Question

Note:

This is a question about pure C. No C++ functions, etc.


Question:

Suppose I malloc a buffer that has room for 100 chars. Then, I fill only 5 of those slots with actual chars. I've heard that best practice is to null all remaining slots in the buffer like this:

while (nextAvailableBufferSlot < currentBufferSize) 
{
    buffer[nextAvailableBufferSlot] = '\0';
    nextAvailableBufferSlot++;
}

Is this strictly necessary, or can I simply set buffer[5] = '\0' and save myself a loop?


Context:

The code in question is called very frequently with a buffer size of 4096 and 99% of the strings that get copied into it are much shorter, making the loop above run nearly every time for at least a couple thousand iterations.

It is NOT possible for me to know what size the strings are in advance. And because re-allocs are so expensive, I choose a large buffer size initially. I target desktop-class hardware, so memory is not constrained at all.

Was it helpful?

Solution

If it's strings you are copying you can use strncpy to copy the string and the extra buffer space will be filled with \0 for you.

If for whatever reason you are using strcpy or copying the string by hand then yes, you can save yourself the loop because all standard string operations (strlen, strcpy, etc) will stop at the first \0 anyway.

OTHER TIPS

The short answer is yes you are right. You should really only need one null pointer that goes right after the last char in the array.

The typical answer would be, why not just use char pointers? A string-like char* takes care of the whole headache for you and there are libraries designed around manipulating these more easily. You don't need to allocate memory directly this way. Why do you have a specific reason for needed buffers of exactly 100?
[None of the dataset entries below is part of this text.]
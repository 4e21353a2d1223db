//! HTTP middleware and logging initialization.

pub mod logging;
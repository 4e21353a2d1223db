//! Background job to record connection pool metrics.

use sqlx::PgPool;

use super::scheduler::{Job, JobFrequency};

/// Job that periodically records database connection pool gauges.
pub struct PoolMetricsJob {
    pool: PgPool,
}

impl PoolMetricsJob {
    pub fn new(pool: PgPool) -> Self {
        Self { pool }
    }
}

#[async_trait::async_trait]
impl Job for PoolMetricsJob {
    fn name(&self) -> &'static str {
        "pool_metrics"
    }

    fn frequency(&self) -> JobFrequency {
        JobFrequency::Seconds(10)
    }

    async fn execute(&self) -> Result<(), String> {
        persistence::metrics::record_pool_metrics(&self.pool);
        Ok(())
    }
}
For all practical purposes, you only need to NUL terminate the first position after the last position filled. That's all that's needed for any function to know where to stop when manipulation your string.

Use Calloc() function instead. It will automatically initialize the block of memory to zeros(i.e is equivalent of assigning NULL's, as ASCII code for NULL is 0).Then you will not need to explicitly assign each slot to Null.